The report comes amid reports that the government is considering delaying by a year the cap on care costs and associated social care reforms, having already scrapped the health and social care levy set up to fund them and action to tackle the NHS backlog.
In a reference to the perceived narrowness of the government’s ambitions for its reforms, McClinton added: “Reform is about more than not having to sell your home to pay for care, it is about providing more care at home, better pay for the workforce, increasing support for carers, and supporting people to recover after spending time in hospital.
“It is about something fundamentally different, not more of the same. Rather than talking about delaying reform, we should be accelerating it because improving social care will benefit us all.”

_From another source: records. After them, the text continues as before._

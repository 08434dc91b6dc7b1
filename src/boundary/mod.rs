// Copyright (c) 2025 Steve Wagner (ciroque@live.com)
// SPDX-License-Identifier: MIT

//! The boundary between foreign callers and the runtime.
//!
//! A process has at most one running [`Runtime`]. It starts lazily on the
//! first load and lives until [`shutdown`]; the next load after that starts a
//! fresh generation. Handles carry the generation that issued them, so a
//! handle that outlived a shutdown is reported as such rather than
//! resolving to an unrelated object.
//!
//! [`ffi`] exposes this lifecycle through a C ABI.

pub mod buffer;
pub mod ffi;
pub mod handles;
pub mod runtime;

pub use buffer::sc_slice;
pub use runtime::{BundleLocation, Runtime};

use std::sync::{Arc, Mutex};

use crate::config::consts::LOG_ENV_VAR;
use crate::config::{RuntimeOptions, StageRegistry};
use crate::errors::RuntimeError;
use crate::observability::init_tracing;
use handles::{lock, stale_or_invalid};

enum State {
    Idle { next_generation: u16 },
    Running(Arc<Runtime>),
}

static STATE: Mutex<State> = Mutex::new(State::Idle { next_generation: 1 });

/// The running runtime, starting one if none is running.
pub fn runtime() -> Result<Arc<Runtime>, RuntimeError> {
    let mut state = lock(&STATE);
    match &*state {
        State::Running(runtime) => Ok(Arc::clone(runtime)),
        State::Idle { next_generation } => {
            if let Ok(filter) = std::env::var(LOG_ENV_VAR) {
                init_tracing(&filter);
            }
            let runtime = Arc::new(Runtime::new(
                StageRegistry::with_builtins(),
                &RuntimeOptions::from_env(),
                *next_generation,
            )?);
            *state = State::Running(Arc::clone(&runtime));
            Ok(runtime)
        }
    }
}

/// The running runtime, for a call made with an existing `handle`.
///
/// Never starts a runtime: without one, no handle can be valid.
pub fn runtime_for(kind: &'static str, handle: u64) -> Result<Arc<Runtime>, RuntimeError> {
    match &*lock(&STATE) {
        State::Running(runtime) => Ok(Arc::clone(runtime)),
        State::Idle { next_generation } => Err(stale_or_invalid(kind, *next_generation, handle)),
    }
}

/// Stop the running runtime, dropping every bundle and pipeline it owns.
///
/// Returns whether a runtime was running. Calls already in flight finish
/// against the old generation.
pub fn shutdown() -> bool {
    let mut state = lock(&STATE);
    let generation = match &*state {
        State::Running(runtime) => runtime.generation(),
        State::Idle { .. } => return false,
    };

    let next_generation = match generation.wrapping_add(1) {
        0 => 1,
        next => next,
    };
    let previous = std::mem::replace(&mut *state, State::Idle { next_generation });
    drop(state);
    drop(previous);
    true
}
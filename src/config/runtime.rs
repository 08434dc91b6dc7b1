// Copyright (c) 2025 Steve Wagner (ciroque@live.com)
// SPDX-License-Identifier: MIT

use serde::Deserialize;
use std::collections::HashMap;

use crate::config::consts::{DEFAULT_WORKER_THREADS, RUNTIME_CONFIG_SOURCE, WORKER_THREADS_ENV_VAR};
use crate::errors::BuildError;

/// Per-pipeline overrides supplied when a pipeline is created.
///
/// # Example
/// ```json
/// { "stages": { "greet": { "prefix": ">> " } } }
/// ```
#[derive(Debug, Clone, Default, PartialEq, Deserialize)]
#[serde(deny_unknown_fields)]
pub struct RuntimeConfig {
    #[serde(default)]
    pub stages: HashMap<String, serde_json::Value>,
}

impl RuntimeConfig {
    /// Parse a JSON blob. Empty, whitespace-only or `null` input yields the defaults.
    pub fn from_json_bytes(bytes: &[u8]) -> Result<Self, BuildError> {
        if bytes.iter().all(u8::is_ascii_whitespace) {
            return Ok(Self::default());
        }

        let parsed: Option<Self> =
            serde_json::from_slice(bytes).map_err(|e| BuildError::StageConfig {
                stage: RUNTIME_CONFIG_SOURCE.to_string(),
                reason: e.to_string(),
            })?;
        Ok(parsed.unwrap_or_default())
    }

    pub fn override_for(&self, stage: &str) -> Option<&serde_json::Value> {
        self.stages.get(stage)
    }

    /// Stage names with an override, sorted.
    pub fn overridden_stages(&self) -> Vec<&str> {
        let mut names: Vec<&str> = self.stages.keys().map(String::as_str).collect();
        names.sort_unstable();
        names
    }

    /// Shallow-merge `overlay` onto `base`: overlay keys win, and a non-object
    /// overlay (or base) means the overlay replaces the base outright.
    pub fn merge(base: &serde_json::Value, overlay: Option<&serde_json::Value>) -> serde_json::Value {
        match (base, overlay) {
            (_, None) => base.clone(),
            (serde_json::Value::Object(base), Some(serde_json::Value::Object(overlay))) => {
                let mut merged = base.clone();
                for (key, value) in overlay {
                    merged.insert(key.clone(), value.clone());
                }
                serde_json::Value::Object(merged)
            }
            (_, Some(overlay)) => overlay.clone(),
        }
    }
}

/// Options for the runtime's async executor.
#[derive(Debug, Clone, PartialEq, Eq)]
pub struct RuntimeOptions {
    pub worker_threads: usize,
}

impl Default for RuntimeOptions {
    fn default() -> Self {
        let worker_threads = std::thread::available_parallelism()
            .map(|n| n.get())
            .unwrap_or(DEFAULT_WORKER_THREADS);
        Self { worker_threads }
    }
}

impl RuntimeOptions {
    /// Defaults, with the worker count taken from the environment when set to a positive integer.
    pub fn from_env() -> Self {
        Self::from_worker_threads_var(std::env::var(WORKER_THREADS_ENV_VAR).ok().as_deref())
    }

    fn from_worker_threads_var(value: Option<&str>) -> Self {
        match value.and_then(|v| v.trim().parse::<usize>().ok()) {
            Some(n) if n > 0 => Self { worker_threads: n },
            _ => Self::default(),
        }
    }
}

#[cfg(test)]
mod tests {
    use super::*;
    use serde_json::json;

    #[test]
    fn test_empty_and_null_blobs_are_defaults() {
        for blob in ["", "   ", "null"] {
            assert_eq!(
                RuntimeConfig::from_json_bytes(blob.as_bytes()).unwrap(),
                RuntimeConfig::default(),
                "blob {:?}",
                blob
            );
        }
    }

    #[test]
    fn test_parse_stage_overrides() {
        let config =
            RuntimeConfig::from_json_bytes(br#"{"stages": {"b": {"x": 1}, "a": "raw"}}"#).unwrap();
        assert_eq!(config.override_for("b"), Some(&json!({"x": 1})));
        assert_eq!(config.overridden_stages(), vec!["a", "b"]);
        assert_eq!(config.override_for("c"), None);
    }

    #[test]
    fn test_rejects_unknown_keys_and_garbage() {
        for blob in [r#"{"stagez": {}}"#, "{not json", "[1,2]"] {
            match RuntimeConfig::from_json_bytes(blob.as_bytes()) {
                Err(BuildError::StageConfig { stage, .. }) => {
                    assert_eq!(stage, RUNTIME_CONFIG_SOURCE)
                }
                other => panic!("Expected StageConfig for {:?}, got {:?}", blob, other),
            }
        }
    }

    #[test]
    fn test_merge_table() {
        let cases = [
            (json!({"a": 1, "b": 2}), Some(json!({"b": 3, "c": 4})), json!({"a": 1, "b": 3, "c": 4})),
            (json!({"a": 1}), None, json!({"a": 1})),
            (json!({"a": 1}), Some(json!("replace")), json!("replace")),
            (json!(null), Some(json!({"a": 1})), json!({"a": 1})),
            (json!({"nested": {"x": 1, "y": 2}}), Some(json!({"nested": {"x": 9}})), json!({"nested": {"x": 9}})),
        ];

        for (base, overlay, expected) in cases {
            assert_eq!(RuntimeConfig::merge(&base, overlay.as_ref()), expected);
        }
    }

    #[test]
    fn test_worker_threads_from_var() {
        assert_eq!(RuntimeOptions::from_worker_threads_var(Some("3")).worker_threads, 3);
        assert_eq!(
            RuntimeOptions::from_worker_threads_var(Some("0")),
            RuntimeOptions::default()
        );
        assert_eq!(
            RuntimeOptions::from_worker_threads_var(Some("lots")),
            RuntimeOptions::default()
        );
        assert!(RuntimeOptions::from_worker_threads_var(None).worker_threads >= 1);
    }
}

People at risk of unlawful deprivations of liberty
The CQC report also provided an update on the operation of the Deprivation of Liberty Safeguards (DoLS), in which it echoed previous concerns that some people were at risk of being unlawfully detained.
It cited the latest official figures, which showed annual DoLS caseloads reaching record levels, a growing backlog of uncompleted applications and a drop, from 24% to 20%, in the proportion completed within statutory timescales.
It said these delays left care home and hospital staff “in limbo” about their legal authority to deprive people of liberty, but the regulator also raised concerns about knowledge gaps left by workforce shortages and turnover.
“In the adult social care sector in particular, we have seen a high number of experienced registered managers leaving,” the report said. “In some local authority areas this had created a knowledge gap, with less experienced managers lacking an understanding about the need to apply.”
It said its monitoring activities had identified increases in restrictive practices where DoLS had not been applied for or authorised.
Knowledge gaps were also a factor in DoLS applications not being made in mental health hospitals, where staff had difficulty understanding the interface between DoLS and the Mental Health Act 1983. Some had the misconception that people who were happy to be on a ward could be classed as informal patients, without staff considering if they had capacity to consent and therefore whether a DoLS application was necessary.
Delays had also been fuelled in some areas by the unavailability of best interests assessors – whose role is to co-ordinate DoLS assessments and carry out the best interests assessment – with BIAs in one mental health trust who had been redeployed during the pandemic not having returned.
However, the CQC also said it had been told that BIAs were working around capacity issues by making use of remote assessments where necessary.